Methane formation by reaction of a methyl thioether with a photo-excited nickel thiolate--a process mimicking methanogenesis in archaea.

The formation of a sulfuranyl radical intermediate followed by methyl transfer to the nickel(I) center of coenzyme F430 and generation of the disulfide has been proposed as a possible mechanism for the formation of methane catalyzed by methyl coenzyme M reductase in methanogenic archaea. In order to test this hypothesis, a sterically shielded, bifunctional model substrate that contained a methyl thioether and a sulfhydryl functional group, which could form a five-membered cyclic sulfuranyl radical according to the postulated mechanism, was synthesized. The corresponding thiolate reacted with Ni(II) salts to give a diamagnetic, square-planar Ni(II) dithiolate complex, which was characterized by X-ray diffraction.

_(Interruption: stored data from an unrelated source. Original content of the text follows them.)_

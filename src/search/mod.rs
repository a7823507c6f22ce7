//! Machine move selection.
//!
//! ## Overview
//!
//! The machine plays a greedy one-ply search: simulate each legal move,
//! apply the elimination rule, score the result with an `Evaluator`, keep
//! the best. Optional jitter from a caller-supplied `GameRng` makes play
//! less predictable while staying reproducible for a fixed seed.
//!
//! ## Usage
//!
//! ```rust
//! use elimination_tactics::core::{Board, GameRng, Side};
//! use elimination_tactics::rules::RuleKind;
//! use elimination_tactics::search::{GreedySearch, WeightedEvaluator};
//!
//! let search = GreedySearch::new(RuleKind::FloodFillCapture, WeightedEvaluator::default());
//! let mut rng = GameRng::new(42);
//! let reply = search.select_move(&Board::initial(), Side::Machine, &mut rng).unwrap();
//! assert!(reply.is_some());
//! ```

pub mod evaluator;
pub mod greedy;

pub use evaluator::{Evaluator, ScoreWeights, WeightedEvaluator};
pub use greedy::GreedySearch;
//! Piece elimination rules.
//!
//! After every move the active `EliminationRule` removes pieces from the
//! board. All variants judge the whole board as it stood before the pass
//! and only then remove what they found, so one removal never frees or
//! dooms another piece within the same pass.
//!
//! - `Blocking`: nothing is ever removed; a side loses by getting stuck.
//! - `TrappedPieceRemoval`: every single piece without an empty orthogonal
//!   neighbor is removed.
//! - `FloodFillCaptureRemoval`: every connected same-side group without a
//!   liberty is removed, Go style. A move may capture and suicide at once.

use std::collections::VecDeque;

use rustc_hash::FxHashSet;
use serde::{Deserialize, Serialize};
use smallvec::SmallVec;

use crate::core::{Board, Cell, Position, Side, CELL_COUNT};

/// Pieces removed from each side in one resolution pass.
#[derive(Clone, Copy, Debug, Default, PartialEq, Eq, Hash, Serialize, Deserialize)]
pub struct EliminationResult {
    pub human: u32,
    pub machine: u32,
}

impl EliminationResult {
    /// Pieces `side` lost.
    #[must_use]
    pub fn removed(&self, side: Side) -> u32 {
        match side {
            Side::Human => self.human,
            Side::Machine => self.machine,
        }
    }

    fn credit(&mut self, side: Side) {
        match side {
            Side::Human => self.human += 1,
            Side::Machine => self.machine += 1,
        }
    }

    #[must_use]
    pub fn is_empty(&self) -> bool {
        self.human == 0 && self.machine == 0
    }

    #[must_use]
    pub fn total(&self) -> u32 {
        self.human + self.machine
    }
}

/// Removal rule applied after every move.
///
/// ## Implementation Notes
///
/// - `resolve` mutates the board in place and reports what it removed
/// - Decisions are made against the pre-pass board only
/// - Must be deterministic: the machine's search simulates it
pub trait EliminationRule {
    fn resolve(&self, board: &mut Board) -> EliminationResult;
}

/// No removals.
#[derive(Clone, Copy, Debug, Default)]
pub struct Blocking;

impl EliminationRule for Blocking {
    fn resolve(&self, _board: &mut Board) -> EliminationResult {
        EliminationResult::default()
    }
}

/// Removes every piece with no empty orthogonal neighbor.
///
/// Off-board neighbors neither help nor hurt: a corner piece needs one of
/// its two on-board neighbors empty to survive.
#[derive(Clone, Copy, Debug, Default)]
pub struct TrappedPieceRemoval;

impl EliminationRule for TrappedPieceRemoval {
    fn resolve(&self, board: &mut Board) -> EliminationResult {
        let trapped: SmallVec<[(Position, Side); CELL_COUNT]> = board
            .iter()
            .filter_map(|(pos, cell)| cell.owner().map(|side| (pos, side)))
            .filter(|&(pos, _)| !board.has_liberty(pos))
            .collect();
        remove_all(board, &trapped)
    }
}

/// Removes every connected group that has no liberty.
#[derive(Clone, Copy, Debug, Default)]
pub struct FloodFillCaptureRemoval;

impl EliminationRule for FloodFillCaptureRemoval {
    fn resolve(&self, board: &mut Board) -> EliminationResult {
        let mut visited: FxHashSet<Position> = FxHashSet::default();
        let mut captured: SmallVec<[(Position, Side); CELL_COUNT]> = SmallVec::new();

        for (start, cell) in board.iter() {
            let Some(owner) = cell.owner() else {
                continue;
            };
            if !visited.insert(start) {
                continue;
            }
            let group = collect_group(board, start, owner, &mut visited);
            if !group.iter().any(|&pos| board.has_liberty(pos)) {
                captured.extend(group.into_iter().map(|pos| (pos, owner)));
            }
        }

        remove_all(board, &captured)
    }
}

/// Breadth-first walk over `owner`'s pieces connected to `start`.
///
/// `start` must already be in `visited`.
fn collect_group(
    board: &Board,
    start: Position,
    owner: Side,
    visited: &mut FxHashSet<Position>,
) -> SmallVec<[Position; CELL_COUNT]> {
    let target = owner.cell();
    let mut group = SmallVec::new();
    let mut queue = VecDeque::from([start]);

    while let Some(pos) = queue.pop_front() {
        group.push(pos);
        for next in pos.neighbors() {
            if board.at(next) == target && visited.insert(next) {
                queue.push_back(next);
            }
        }
    }

    group
}

fn remove_all(board: &mut Board, doomed: &[(Position, Side)]) -> EliminationResult {
    let mut result = EliminationResult::default();
    for &(pos, side) in doomed {
        board.put(pos, Cell::Empty);
        result.credit(side);
    }
    if !result.is_empty() {
        log::trace!(
            "removed {} human and {} machine piece(s)",
            result.human,
            result.machine
        );
    }
    result
}

/// Configuration-level choice of elimination rule.
#[derive(Clone, Copy, Debug, Default, PartialEq, Eq, Hash, Serialize, Deserialize)]
#[serde(rename_all = "snake_case")]
pub enum RuleKind {
    Blocking,
    #[default]
    TrappedPiece,
    FloodFillCapture,
}

impl RuleKind {
    pub const ALL: [RuleKind; 3] = [RuleKind::Blocking, RuleKind::TrappedPiece, RuleKind::FloodFillCapture];

    #[must_use]
    pub const fn name(self) -> &'static str {
        match self {
            RuleKind::Blocking => "blocking",
            RuleKind::TrappedPiece => "trapped_piece",
            RuleKind::FloodFillCapture => "flood_fill_capture",
        }
    }
}

impl EliminationRule for RuleKind {
    fn resolve(&self, board: &mut Board) -> EliminationResult {
        match self {
            RuleKind::Blocking => Blocking.resolve(board),
            RuleKind::TrappedPiece => TrappedPieceRemoval.resolve(board),
            RuleKind::FloodFillCapture => FloodFillCaptureRemoval.resolve(board),
        }
    }
}

impl std::fmt::Display for RuleKind {
    fn fmt(&self, f: &mut std::fmt::Formatter<'_>) -> std::fmt::Result {
        f.write_str(self.name())
    }
}

impl std::str::FromStr for RuleKind {
    type Err = String;

    fn from_str(s: &str) -> Result<Self, Self::Err> {
        RuleKind::ALL
            .into_iter()
            .find(|kind| kind.name() == s)
            .ok_or_else(|| format!("unknown rule {s:?}"))
    }
}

Upon irradiation of this complex with light of lambda > 300 nm, methane and the cyclic disulfide were formed, whereas irradiation of the thiolate in the absence of nickel gave only traces of methane and no cyclic disulfide. The observed products are consistent with the postulated mechanism via a sulfuranyl radical, and the role of light is interpreted as the formation of a Ni(I)/thiyl radical pair upon excitation of a charge-transfer band of the Ni(II) dithiolate. In the presence of a large excess of thiolate, the diamagnetic complex was transformed into a paramagnetic, five- or six-coordinate complex that proved to be more active in the generation of both methane and the cyclic disulfide, than the square-planar diamagnetic dithiolate.